** Opening Information supplied block **

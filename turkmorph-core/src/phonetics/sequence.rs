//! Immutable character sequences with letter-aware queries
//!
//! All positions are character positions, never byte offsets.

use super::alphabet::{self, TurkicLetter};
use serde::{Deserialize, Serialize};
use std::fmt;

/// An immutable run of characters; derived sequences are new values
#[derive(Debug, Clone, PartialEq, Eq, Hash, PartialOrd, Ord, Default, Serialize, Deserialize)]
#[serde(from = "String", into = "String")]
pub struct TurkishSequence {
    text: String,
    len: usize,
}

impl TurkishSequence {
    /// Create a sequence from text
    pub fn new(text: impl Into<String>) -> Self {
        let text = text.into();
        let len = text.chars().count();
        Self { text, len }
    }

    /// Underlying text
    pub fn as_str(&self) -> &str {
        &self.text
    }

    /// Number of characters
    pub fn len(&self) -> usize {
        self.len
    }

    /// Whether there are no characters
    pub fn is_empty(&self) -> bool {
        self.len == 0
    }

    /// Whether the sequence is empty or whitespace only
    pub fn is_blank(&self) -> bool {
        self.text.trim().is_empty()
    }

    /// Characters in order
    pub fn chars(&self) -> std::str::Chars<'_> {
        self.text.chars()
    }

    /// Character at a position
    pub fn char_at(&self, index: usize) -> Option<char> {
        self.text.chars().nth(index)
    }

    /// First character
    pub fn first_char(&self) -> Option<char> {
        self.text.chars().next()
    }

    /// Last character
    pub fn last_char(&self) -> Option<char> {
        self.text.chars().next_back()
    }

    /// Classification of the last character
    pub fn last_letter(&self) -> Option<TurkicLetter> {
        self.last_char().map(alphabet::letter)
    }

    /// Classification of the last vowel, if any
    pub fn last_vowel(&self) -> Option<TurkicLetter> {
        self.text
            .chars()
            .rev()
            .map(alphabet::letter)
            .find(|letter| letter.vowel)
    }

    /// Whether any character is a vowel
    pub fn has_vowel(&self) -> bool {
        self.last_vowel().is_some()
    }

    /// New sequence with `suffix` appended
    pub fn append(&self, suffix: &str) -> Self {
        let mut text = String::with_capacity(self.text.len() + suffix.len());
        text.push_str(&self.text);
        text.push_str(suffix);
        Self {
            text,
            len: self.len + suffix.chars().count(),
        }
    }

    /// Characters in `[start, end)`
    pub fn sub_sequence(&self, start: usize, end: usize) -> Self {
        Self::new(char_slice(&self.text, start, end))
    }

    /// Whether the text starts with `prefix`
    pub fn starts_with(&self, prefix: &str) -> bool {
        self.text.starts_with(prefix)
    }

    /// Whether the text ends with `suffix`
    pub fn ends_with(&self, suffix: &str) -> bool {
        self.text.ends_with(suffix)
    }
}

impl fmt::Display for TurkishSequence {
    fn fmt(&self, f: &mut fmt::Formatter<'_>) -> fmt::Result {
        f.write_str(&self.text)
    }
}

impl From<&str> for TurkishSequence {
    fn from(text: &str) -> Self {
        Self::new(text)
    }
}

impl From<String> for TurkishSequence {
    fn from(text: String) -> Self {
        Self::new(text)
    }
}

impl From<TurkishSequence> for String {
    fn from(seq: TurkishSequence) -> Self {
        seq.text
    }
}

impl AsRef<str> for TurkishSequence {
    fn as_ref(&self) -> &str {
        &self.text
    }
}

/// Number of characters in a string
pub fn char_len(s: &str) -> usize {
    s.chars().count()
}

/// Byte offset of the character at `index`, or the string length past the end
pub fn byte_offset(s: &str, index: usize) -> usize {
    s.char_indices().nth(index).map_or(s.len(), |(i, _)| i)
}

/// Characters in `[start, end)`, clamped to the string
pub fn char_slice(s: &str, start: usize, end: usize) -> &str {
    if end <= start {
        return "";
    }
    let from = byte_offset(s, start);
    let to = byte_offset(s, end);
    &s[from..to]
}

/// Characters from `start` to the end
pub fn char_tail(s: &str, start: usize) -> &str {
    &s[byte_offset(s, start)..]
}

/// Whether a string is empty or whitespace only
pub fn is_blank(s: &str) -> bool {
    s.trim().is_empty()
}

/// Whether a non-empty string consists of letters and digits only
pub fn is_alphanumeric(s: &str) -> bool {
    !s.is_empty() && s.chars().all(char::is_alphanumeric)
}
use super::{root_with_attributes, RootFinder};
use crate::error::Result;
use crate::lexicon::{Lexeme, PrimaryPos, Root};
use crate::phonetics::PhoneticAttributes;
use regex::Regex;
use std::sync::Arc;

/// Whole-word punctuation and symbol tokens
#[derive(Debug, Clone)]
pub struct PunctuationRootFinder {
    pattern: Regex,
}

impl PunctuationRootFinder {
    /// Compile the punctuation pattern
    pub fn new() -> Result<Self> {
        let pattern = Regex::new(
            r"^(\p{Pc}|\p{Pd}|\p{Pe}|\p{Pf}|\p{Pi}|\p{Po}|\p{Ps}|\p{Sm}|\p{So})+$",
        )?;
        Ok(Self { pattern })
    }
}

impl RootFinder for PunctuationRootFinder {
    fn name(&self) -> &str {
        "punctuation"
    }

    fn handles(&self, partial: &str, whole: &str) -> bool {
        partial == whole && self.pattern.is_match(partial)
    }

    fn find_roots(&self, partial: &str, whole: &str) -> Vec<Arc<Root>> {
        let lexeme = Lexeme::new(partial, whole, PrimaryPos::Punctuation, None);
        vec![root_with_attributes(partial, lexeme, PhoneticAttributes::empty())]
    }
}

** Closing Information supplied block **

What you need to do: Copy every line of the records above that contains "super".

Solution to the exercise:
use super::alphabet::{self, TurkicLetter};
use super::{root_with_attributes, RootFinder};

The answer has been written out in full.